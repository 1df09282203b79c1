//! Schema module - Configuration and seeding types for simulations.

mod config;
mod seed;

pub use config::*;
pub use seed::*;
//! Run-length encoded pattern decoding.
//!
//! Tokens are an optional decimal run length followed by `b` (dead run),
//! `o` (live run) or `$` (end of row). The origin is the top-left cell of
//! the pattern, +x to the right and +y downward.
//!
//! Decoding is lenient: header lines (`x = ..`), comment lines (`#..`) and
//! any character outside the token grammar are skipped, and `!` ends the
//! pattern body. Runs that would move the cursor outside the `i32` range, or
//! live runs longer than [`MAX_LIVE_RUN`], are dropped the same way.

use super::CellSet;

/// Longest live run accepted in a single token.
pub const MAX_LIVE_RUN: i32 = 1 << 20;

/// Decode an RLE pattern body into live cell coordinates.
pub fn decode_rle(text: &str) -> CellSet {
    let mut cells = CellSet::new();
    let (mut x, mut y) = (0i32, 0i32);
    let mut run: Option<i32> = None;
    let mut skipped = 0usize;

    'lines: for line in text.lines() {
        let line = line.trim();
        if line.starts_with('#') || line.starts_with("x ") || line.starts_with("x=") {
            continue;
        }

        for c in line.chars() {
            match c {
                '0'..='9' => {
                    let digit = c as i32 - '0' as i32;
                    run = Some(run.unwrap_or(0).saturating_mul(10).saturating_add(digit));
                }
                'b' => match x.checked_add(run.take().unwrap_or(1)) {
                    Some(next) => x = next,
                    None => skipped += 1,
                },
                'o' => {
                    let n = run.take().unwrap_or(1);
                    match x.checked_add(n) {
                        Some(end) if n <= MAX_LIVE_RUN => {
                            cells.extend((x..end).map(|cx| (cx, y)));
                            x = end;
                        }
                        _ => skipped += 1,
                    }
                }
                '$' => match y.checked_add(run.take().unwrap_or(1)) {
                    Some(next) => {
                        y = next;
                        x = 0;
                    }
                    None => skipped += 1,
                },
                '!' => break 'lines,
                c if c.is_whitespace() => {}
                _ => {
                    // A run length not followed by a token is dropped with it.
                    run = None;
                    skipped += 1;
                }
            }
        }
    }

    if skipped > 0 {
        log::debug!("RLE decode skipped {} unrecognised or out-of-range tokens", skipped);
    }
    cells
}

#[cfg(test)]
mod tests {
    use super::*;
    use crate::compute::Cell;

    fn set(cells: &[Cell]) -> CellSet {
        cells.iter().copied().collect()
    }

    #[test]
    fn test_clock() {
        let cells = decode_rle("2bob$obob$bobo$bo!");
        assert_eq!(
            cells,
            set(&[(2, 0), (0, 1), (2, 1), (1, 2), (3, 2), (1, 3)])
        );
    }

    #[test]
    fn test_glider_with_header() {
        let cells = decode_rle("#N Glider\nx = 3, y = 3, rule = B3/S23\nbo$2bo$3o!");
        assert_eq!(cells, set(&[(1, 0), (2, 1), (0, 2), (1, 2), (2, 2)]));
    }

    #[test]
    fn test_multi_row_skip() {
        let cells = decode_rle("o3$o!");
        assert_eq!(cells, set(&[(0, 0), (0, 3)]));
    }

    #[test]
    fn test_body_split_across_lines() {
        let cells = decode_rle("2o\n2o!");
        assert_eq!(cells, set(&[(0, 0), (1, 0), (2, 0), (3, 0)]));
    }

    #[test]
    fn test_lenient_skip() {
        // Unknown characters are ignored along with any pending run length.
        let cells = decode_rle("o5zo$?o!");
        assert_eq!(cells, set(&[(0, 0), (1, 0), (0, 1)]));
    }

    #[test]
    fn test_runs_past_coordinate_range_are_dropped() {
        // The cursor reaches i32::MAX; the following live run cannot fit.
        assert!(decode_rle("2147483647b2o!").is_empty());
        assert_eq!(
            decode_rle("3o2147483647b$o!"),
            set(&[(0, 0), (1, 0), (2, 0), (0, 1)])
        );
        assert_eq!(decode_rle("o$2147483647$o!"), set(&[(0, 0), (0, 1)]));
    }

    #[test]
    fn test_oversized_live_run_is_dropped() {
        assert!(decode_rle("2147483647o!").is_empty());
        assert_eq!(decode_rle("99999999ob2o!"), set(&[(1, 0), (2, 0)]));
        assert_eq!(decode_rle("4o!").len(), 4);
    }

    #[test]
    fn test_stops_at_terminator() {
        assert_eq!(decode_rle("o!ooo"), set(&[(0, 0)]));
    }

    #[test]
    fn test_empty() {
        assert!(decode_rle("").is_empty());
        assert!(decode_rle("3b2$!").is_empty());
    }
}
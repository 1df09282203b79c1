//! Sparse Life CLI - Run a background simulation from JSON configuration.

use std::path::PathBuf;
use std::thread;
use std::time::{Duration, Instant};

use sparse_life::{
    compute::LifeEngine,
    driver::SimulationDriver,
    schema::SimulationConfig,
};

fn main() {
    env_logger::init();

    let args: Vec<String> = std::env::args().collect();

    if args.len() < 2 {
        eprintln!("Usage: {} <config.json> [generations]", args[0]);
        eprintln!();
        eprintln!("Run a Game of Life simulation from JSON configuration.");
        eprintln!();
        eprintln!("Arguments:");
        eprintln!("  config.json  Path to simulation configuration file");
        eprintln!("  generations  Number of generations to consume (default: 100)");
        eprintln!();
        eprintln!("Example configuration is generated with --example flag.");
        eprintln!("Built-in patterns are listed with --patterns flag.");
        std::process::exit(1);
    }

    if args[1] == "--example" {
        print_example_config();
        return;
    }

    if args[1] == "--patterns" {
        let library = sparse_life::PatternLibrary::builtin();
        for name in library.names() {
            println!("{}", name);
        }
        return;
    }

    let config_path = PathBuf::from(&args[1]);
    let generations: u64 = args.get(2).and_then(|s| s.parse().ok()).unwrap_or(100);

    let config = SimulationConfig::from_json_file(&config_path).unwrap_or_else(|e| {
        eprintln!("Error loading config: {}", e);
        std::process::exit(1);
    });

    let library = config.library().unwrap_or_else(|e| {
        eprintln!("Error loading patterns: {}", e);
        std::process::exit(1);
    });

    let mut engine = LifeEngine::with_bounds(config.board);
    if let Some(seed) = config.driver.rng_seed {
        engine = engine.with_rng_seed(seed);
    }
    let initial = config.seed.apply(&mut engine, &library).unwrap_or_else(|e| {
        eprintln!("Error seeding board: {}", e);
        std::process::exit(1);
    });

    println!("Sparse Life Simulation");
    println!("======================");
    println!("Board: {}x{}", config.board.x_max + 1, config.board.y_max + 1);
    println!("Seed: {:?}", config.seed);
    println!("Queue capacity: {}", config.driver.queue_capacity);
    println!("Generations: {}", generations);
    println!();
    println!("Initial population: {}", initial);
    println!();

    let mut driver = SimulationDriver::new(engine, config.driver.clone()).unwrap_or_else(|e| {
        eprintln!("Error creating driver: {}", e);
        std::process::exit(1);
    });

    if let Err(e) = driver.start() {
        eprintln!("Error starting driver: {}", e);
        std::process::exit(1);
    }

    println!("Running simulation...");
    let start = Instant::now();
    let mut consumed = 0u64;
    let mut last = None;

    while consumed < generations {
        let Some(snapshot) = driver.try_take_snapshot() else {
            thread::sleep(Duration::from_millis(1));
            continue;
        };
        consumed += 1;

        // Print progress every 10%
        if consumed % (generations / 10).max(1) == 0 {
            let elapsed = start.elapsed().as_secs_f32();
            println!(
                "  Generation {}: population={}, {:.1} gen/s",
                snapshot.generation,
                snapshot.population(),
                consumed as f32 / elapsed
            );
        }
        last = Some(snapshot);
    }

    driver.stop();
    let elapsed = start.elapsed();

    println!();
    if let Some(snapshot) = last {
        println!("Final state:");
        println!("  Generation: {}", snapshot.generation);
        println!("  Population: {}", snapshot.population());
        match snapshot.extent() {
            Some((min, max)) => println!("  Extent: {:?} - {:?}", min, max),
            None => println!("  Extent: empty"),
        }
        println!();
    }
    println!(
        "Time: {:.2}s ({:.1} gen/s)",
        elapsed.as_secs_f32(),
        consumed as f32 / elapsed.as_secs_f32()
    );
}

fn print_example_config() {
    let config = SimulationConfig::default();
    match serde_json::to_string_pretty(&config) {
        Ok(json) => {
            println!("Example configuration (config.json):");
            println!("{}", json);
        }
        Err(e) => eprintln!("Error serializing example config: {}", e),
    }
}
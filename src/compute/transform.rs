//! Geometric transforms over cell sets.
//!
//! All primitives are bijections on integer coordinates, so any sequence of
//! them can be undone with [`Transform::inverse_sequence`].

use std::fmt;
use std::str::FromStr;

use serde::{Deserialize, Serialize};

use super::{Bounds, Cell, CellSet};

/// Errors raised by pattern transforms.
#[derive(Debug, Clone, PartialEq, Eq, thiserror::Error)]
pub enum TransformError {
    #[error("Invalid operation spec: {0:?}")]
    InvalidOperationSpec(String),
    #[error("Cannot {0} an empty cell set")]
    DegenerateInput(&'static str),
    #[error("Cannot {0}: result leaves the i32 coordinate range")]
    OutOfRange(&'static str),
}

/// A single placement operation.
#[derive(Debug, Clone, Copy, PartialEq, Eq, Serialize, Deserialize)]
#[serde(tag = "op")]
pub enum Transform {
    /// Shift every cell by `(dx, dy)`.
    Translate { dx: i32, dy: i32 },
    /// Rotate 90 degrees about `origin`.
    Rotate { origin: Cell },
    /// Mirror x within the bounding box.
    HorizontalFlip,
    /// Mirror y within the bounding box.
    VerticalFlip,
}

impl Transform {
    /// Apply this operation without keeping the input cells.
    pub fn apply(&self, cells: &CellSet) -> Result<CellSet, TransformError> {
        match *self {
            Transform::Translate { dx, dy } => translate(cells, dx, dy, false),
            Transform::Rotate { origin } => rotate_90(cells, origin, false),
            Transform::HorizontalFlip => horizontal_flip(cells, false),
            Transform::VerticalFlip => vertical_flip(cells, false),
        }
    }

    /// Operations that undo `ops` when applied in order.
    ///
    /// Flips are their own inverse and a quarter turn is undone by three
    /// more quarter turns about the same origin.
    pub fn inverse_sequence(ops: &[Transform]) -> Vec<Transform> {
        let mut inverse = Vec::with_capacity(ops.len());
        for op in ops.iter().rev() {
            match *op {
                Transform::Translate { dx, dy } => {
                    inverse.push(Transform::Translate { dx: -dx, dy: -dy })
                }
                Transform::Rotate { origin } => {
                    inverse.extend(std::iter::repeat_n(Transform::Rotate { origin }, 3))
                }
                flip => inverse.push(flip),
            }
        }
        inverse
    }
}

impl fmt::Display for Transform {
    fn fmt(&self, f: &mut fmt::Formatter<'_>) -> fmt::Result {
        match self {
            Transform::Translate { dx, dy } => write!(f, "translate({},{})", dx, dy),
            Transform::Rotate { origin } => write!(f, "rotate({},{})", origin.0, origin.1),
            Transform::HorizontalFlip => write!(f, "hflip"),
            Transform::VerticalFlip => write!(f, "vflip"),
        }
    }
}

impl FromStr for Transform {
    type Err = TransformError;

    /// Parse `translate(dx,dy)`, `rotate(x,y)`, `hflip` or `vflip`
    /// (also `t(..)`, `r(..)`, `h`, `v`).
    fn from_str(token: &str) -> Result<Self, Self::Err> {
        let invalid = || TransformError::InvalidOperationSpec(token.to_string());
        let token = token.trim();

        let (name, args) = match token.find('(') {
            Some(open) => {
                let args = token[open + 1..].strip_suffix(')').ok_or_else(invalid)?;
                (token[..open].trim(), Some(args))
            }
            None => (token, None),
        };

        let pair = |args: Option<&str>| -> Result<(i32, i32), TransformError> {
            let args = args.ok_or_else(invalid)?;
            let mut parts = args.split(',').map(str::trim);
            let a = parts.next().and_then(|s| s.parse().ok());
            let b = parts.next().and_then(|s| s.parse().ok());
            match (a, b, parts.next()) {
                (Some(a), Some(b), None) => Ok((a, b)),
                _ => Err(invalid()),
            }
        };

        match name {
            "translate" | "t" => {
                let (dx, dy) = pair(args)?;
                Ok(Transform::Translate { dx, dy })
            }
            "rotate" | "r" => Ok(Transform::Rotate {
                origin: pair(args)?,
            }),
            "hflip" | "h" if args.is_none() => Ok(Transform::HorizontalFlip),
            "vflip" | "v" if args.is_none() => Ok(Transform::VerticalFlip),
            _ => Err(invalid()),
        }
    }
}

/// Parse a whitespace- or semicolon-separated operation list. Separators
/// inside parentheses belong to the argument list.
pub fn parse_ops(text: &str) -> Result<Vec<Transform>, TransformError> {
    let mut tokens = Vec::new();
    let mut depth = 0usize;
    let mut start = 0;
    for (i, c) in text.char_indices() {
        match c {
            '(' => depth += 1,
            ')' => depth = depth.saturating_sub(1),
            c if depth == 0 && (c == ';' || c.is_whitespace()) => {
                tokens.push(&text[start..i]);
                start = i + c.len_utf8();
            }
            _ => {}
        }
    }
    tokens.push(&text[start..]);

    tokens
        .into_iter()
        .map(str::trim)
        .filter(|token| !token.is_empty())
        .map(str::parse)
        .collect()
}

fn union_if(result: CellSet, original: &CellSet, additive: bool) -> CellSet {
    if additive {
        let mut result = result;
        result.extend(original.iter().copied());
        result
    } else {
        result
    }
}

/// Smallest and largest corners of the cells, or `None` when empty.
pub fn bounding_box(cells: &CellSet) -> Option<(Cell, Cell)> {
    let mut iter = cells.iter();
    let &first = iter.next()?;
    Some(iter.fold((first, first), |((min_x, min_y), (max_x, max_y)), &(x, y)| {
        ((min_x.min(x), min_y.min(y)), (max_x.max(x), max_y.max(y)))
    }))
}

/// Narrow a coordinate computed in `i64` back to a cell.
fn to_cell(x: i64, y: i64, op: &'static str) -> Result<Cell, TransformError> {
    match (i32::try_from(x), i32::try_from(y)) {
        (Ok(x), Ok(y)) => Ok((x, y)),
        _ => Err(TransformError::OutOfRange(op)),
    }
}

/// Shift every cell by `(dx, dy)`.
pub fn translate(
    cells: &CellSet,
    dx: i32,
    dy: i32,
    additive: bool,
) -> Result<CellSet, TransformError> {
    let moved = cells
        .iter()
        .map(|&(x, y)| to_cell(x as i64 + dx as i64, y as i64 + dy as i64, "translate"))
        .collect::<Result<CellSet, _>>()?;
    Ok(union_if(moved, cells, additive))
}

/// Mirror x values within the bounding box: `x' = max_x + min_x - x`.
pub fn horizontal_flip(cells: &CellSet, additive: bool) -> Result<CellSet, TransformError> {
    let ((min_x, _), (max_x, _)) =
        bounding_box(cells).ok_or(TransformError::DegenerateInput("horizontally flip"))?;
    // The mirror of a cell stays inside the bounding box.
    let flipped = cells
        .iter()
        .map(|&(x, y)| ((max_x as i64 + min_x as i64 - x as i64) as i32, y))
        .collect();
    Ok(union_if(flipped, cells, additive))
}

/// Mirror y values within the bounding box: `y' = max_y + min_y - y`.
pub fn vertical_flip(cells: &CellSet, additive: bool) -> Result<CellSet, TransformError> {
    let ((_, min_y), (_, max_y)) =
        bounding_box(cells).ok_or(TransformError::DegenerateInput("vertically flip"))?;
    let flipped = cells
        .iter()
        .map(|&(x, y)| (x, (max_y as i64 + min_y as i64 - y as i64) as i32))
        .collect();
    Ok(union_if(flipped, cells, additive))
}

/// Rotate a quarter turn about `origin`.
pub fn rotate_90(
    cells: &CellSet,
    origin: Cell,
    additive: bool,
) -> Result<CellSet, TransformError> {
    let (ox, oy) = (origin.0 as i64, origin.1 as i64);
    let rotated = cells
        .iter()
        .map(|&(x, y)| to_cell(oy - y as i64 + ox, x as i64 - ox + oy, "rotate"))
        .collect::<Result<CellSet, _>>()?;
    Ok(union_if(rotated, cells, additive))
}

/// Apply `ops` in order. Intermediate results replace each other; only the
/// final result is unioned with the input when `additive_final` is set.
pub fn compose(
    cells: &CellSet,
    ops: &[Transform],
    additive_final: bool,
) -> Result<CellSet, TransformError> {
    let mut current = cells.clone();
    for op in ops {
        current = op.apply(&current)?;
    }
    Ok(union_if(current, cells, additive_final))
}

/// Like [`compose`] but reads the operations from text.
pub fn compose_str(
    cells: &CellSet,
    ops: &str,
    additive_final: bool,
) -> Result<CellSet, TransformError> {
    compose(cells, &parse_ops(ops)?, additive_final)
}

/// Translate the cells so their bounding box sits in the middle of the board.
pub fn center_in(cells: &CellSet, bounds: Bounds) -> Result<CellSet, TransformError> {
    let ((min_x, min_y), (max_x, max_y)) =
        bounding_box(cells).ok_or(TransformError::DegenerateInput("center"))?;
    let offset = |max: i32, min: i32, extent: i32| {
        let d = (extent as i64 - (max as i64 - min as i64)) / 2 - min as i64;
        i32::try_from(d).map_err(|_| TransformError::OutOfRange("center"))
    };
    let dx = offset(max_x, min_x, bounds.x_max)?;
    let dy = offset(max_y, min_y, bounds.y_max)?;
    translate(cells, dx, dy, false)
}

ACTION ITEM: From the material above, give the number of lines that contain the string "enum", without any added remark.

WRITTEN ANSWER: 2